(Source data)
__________

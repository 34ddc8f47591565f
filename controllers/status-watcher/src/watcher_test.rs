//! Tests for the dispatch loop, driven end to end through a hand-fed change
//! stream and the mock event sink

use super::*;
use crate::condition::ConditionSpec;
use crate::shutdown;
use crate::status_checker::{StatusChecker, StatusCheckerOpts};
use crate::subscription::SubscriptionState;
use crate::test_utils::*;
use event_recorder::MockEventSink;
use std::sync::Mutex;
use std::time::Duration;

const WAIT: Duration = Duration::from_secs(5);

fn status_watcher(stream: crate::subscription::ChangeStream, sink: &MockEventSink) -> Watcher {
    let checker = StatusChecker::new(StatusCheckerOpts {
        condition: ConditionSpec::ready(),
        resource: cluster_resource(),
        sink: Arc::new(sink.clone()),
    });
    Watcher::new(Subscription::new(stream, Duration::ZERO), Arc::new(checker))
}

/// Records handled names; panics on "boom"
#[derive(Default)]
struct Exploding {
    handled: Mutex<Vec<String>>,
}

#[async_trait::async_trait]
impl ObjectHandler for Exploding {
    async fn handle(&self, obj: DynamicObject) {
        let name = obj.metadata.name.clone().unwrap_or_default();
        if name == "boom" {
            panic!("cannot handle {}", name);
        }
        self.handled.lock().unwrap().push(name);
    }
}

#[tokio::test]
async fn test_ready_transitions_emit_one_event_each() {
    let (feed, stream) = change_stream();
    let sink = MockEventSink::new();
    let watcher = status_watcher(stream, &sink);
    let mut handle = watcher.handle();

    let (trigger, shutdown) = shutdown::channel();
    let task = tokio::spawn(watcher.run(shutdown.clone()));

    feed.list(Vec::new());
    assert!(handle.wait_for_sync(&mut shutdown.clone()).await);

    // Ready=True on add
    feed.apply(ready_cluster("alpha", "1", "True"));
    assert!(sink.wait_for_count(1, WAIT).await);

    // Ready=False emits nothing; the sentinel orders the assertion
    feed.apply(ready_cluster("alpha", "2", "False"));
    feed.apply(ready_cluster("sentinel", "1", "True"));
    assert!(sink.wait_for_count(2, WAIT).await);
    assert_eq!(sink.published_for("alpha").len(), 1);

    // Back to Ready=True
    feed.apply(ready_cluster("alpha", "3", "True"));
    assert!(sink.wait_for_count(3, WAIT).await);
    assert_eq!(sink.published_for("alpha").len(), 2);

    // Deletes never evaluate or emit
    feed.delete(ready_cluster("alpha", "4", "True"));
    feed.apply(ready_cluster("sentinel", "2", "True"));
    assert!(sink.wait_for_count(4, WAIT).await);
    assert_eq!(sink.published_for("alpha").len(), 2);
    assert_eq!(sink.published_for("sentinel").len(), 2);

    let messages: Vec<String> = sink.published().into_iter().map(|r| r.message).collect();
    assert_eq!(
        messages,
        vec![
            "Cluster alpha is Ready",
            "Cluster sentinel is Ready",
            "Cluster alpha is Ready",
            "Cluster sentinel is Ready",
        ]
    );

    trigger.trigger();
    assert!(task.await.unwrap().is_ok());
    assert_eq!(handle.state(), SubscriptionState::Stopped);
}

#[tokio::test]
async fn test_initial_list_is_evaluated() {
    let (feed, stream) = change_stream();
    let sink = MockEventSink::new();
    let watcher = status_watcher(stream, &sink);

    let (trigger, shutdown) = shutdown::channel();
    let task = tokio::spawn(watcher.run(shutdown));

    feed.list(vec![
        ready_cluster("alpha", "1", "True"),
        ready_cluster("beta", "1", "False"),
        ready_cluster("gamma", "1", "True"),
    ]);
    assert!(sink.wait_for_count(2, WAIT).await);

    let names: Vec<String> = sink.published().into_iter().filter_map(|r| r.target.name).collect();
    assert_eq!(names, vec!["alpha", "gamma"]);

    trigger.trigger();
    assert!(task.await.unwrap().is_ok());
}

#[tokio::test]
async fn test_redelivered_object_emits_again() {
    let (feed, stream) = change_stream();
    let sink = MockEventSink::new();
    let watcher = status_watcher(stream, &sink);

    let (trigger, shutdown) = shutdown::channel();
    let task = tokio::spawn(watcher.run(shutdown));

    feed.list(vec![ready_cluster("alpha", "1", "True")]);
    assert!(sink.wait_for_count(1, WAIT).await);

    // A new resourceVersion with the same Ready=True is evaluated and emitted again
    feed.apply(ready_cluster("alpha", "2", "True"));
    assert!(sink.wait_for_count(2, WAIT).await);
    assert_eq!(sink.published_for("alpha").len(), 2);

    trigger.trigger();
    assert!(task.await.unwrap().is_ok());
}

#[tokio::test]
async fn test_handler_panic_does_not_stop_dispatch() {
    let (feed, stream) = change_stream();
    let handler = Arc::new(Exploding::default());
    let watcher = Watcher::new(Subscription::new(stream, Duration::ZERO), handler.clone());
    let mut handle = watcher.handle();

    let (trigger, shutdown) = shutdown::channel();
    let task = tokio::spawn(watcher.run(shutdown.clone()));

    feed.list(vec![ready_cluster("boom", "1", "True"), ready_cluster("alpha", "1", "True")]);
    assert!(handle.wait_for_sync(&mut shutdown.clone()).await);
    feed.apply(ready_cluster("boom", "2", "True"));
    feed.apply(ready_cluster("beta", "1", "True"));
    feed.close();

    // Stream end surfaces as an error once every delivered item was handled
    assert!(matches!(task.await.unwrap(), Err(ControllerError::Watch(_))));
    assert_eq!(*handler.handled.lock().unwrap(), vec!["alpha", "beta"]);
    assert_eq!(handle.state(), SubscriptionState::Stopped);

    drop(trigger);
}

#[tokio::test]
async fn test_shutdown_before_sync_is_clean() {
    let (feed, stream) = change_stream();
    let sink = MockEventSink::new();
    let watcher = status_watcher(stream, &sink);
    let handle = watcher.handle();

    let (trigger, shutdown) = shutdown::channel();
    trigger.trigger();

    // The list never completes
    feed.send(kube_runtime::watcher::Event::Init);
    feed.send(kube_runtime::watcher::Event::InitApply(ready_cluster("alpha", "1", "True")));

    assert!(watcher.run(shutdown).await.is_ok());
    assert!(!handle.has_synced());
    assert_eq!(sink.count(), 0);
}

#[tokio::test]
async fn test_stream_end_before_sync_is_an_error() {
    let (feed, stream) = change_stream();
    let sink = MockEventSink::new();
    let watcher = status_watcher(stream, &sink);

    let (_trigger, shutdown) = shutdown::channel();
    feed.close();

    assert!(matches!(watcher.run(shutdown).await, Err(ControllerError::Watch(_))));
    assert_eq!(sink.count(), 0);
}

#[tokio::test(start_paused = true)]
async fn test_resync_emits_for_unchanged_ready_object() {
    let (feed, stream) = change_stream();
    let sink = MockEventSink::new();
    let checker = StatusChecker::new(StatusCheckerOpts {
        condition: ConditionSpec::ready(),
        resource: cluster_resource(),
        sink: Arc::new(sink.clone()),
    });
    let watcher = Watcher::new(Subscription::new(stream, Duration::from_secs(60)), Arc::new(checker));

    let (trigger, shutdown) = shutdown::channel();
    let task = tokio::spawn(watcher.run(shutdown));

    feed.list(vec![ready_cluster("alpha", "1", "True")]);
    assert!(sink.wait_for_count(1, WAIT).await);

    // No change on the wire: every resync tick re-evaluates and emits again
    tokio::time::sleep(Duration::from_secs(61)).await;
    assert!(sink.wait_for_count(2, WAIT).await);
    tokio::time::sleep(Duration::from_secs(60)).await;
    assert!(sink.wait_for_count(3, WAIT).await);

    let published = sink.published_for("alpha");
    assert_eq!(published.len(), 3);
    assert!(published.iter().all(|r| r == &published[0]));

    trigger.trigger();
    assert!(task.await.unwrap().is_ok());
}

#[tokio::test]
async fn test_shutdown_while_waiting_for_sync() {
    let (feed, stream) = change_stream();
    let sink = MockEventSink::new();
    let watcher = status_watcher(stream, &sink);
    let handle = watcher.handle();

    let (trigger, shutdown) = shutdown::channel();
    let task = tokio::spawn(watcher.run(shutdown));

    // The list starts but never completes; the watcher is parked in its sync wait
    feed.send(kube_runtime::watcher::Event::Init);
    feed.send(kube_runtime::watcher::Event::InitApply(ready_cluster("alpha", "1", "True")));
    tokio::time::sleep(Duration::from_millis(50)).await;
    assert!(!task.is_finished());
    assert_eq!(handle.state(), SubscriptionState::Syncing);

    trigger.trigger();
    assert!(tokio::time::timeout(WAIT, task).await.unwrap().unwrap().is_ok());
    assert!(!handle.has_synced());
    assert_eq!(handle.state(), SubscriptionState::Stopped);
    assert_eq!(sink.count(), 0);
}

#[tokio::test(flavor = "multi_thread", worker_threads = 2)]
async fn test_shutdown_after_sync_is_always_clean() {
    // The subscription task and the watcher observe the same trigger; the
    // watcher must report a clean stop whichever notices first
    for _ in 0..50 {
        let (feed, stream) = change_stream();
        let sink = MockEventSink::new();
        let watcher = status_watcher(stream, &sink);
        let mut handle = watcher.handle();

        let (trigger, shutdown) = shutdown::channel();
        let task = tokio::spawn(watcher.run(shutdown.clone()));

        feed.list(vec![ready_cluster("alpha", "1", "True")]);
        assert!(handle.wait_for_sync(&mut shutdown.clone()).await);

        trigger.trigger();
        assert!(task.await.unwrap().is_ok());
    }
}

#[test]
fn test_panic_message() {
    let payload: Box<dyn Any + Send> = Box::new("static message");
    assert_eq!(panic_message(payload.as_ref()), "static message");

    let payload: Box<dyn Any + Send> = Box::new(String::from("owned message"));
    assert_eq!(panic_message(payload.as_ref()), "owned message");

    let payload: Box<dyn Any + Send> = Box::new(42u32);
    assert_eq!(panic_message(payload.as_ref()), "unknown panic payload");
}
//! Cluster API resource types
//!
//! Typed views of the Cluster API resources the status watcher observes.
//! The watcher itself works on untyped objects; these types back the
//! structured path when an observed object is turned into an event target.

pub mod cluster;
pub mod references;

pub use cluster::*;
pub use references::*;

__________

> [EXERCISE DESCRIPTION]
Make a copy of each line in the records above that has the word "matches".

> [YOUR SOLUTION]
    assert!(matches!(task.await.unwrap(), Err(ControllerError::Watch(_))));
    assert!(matches!(watcher.run(shutdown).await, Err(ControllerError::Watch(_))));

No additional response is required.